In fact, Yurgens is regularly allowed to travel around the world and berate the government, from an official position: According to Whitmore and Coalson, ‘Yurgens made waves back in February by suggesting that Russia’s implicit social contract, in which citizens sacrificed political freedoms in exchange for rising living standards, had been abrogated by the financial crisis. Political liberalization, Yurgens said at the time, was necessary if Russia was to emerge from the deepening recession’.
So are we seeing, as Forbes suggests, the hoary rift between the ‘Medvedev liberals’ and the ‘Putin siloviks’? No.

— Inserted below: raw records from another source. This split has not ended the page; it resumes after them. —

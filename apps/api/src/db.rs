use anyhow::{Context, Result};
use sqlx::postgres::PgPoolOptions;
use sqlx::PgPool;
use tracing::info;

/// Creates a PostgreSQL connection pool and applies pending migrations.
pub async fn create_pool(database_url: &str) -> Result<PgPool> {
    info!("Connecting to PostgreSQL...");

    let pool = PgPoolOptions::new()
        .max_connections(10)
        .acquire_timeout(std::time::Duration::from_secs(5))
        .connect(database_url)
        .await
        .context("Failed to connect to PostgreSQL")?;

    sqlx::migrate!("./migrations")
        .run(&pool)
        .await
        .context("Failed to run database migrations")?;

    info!("PostgreSQL connection pool established");
    Ok(pool)
}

It’s much more complicated and clannish than that. One common fault with Western analyses of the Kremin situation has been precisely a focus on ideas rather than clans. But the ideas are muddled together with so many other interests and questions of money and power that ideology ought to be the last thing observers should focus on.
One model that can be borne in mind is the succession crisis between Brown and Blair in 2007. While many commentators remained fixated on the supposed ‘leftism’ of the Brownites and the ‘neoconservatism-Atlanticism’ of the Blairites, in reality, there was no fundamental different of politics between them; simply of style and political advantage.
Similarly in Russia today, where formerly arch-Putinite Surkov, the author of the ‘Sovereign Democracy’:
Is trying to make common cause with — or attempting to co-opt — key technocrats and economists close to Medvedev in order to enhance his own political position and weaken his opponents in the Kremlin’, according to Whitmore and Coalson. ‘Surkov has long been engaged in a low-intensity clan war with Deputy Prime Minister Igor Sechin, the head of the siloviki clan of security-service veterans surrounding Putin…and is supporting economic reforms proposed by Finance Minister Aleksei Kudrin, Sperbank head German Gref, and Economy Minister Elvira Nabiullina as a means of weakening Sechin’s control over key sectors of the economy.
So there you have it: today, in the service of political manoeuvre, a ‘sovereign democrat’ makes a tactical alliance with the ‘liberal democrats’ against the ‘siloviki’. Who knows what reshuffles tomorrow may bring?
One thing appears certain: any talk of a schism, of two camps in the Kremlin, is overblown (or premature).